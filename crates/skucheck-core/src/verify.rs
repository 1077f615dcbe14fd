//! Per-file verification verdicts.

use serde::{Deserialize, Serialize};

use crate::model::RemoteFile;

/// Outcome of checking one expected file against a folder listing.
#[derive(Debug, Clone, Copy, PartialEq, Eq, Hash, Serialize, Deserialize)]
#[serde(rename_all = "snake_case")]
pub enum Verdict {
    /// No file id was recorded on the product.
    Missing,
    /// The file id appears in the listing.
    Verified,
    /// The listing succeeded but does not contain the file id.
    NotFound,
    /// A file id exists but no listing was available to check it.
    Unverifiable,
}

impl Verdict {
    /// Lowercase identifier.
    #[must_use]
    pub const fn as_str(self) -> &'static str {
        match self {
            Self::Missing => "missing",
            Self::Verified => "verified",
            Self::NotFound => "not_found",
            Self::Unverifiable => "unverifiable",
        }
    }
}

/// Classify `expected` against an optional listing.
///
/// Matching is exact and case-sensitive on the backend-assigned id.
#[must_use]
pub fn classify(expected: Option<&str>, files: Option<&[RemoteFile]>) -> Verdict {
    let Some(expected) = expected.filter(|id| !id.is_empty()) else {
        return Verdict::Missing;
    };
    let Some(files) = files else {
        return Verdict::Unverifiable;
    };
    if files.iter().any(|file| file.id == expected) {
        Verdict::Verified
    } else {
        Verdict::NotFound
    }
}

/// Classify the front and back file ids independently.
#[must_use]
pub fn verify_pair(
    front: Option<&str>,
    back: Option<&str>,
    files: Option<&[RemoteFile]>,
) -> (Verdict, Verdict) {
    (classify(front, files), classify(back, files))
}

.....

What the exercise asks —
Print only the lines that run from the start of the listing to the line bearing "the file id."; please keep the first line and that last one, exactly as they appear.

Written response —
filename crates/skucheck-core/src/verify.rs
repository 1077f615dcbe14fd
//! Per-file verification verdicts.

use serde::{Deserialize, Serialize};

use crate::model::RemoteFile;

/// Outcome of checking one expected file against a folder listing.
#[derive(Debug, Clone, Copy, PartialEq, Eq, Hash, Serialize, Deserialize)]
#[serde(rename_all = "snake_case")]
pub enum Verdict {
    /// No file id was recorded on the product.
    Missing,
    /// The file id appears in the listing.
    Verified,
    /// The listing succeeded but does not contain the file id.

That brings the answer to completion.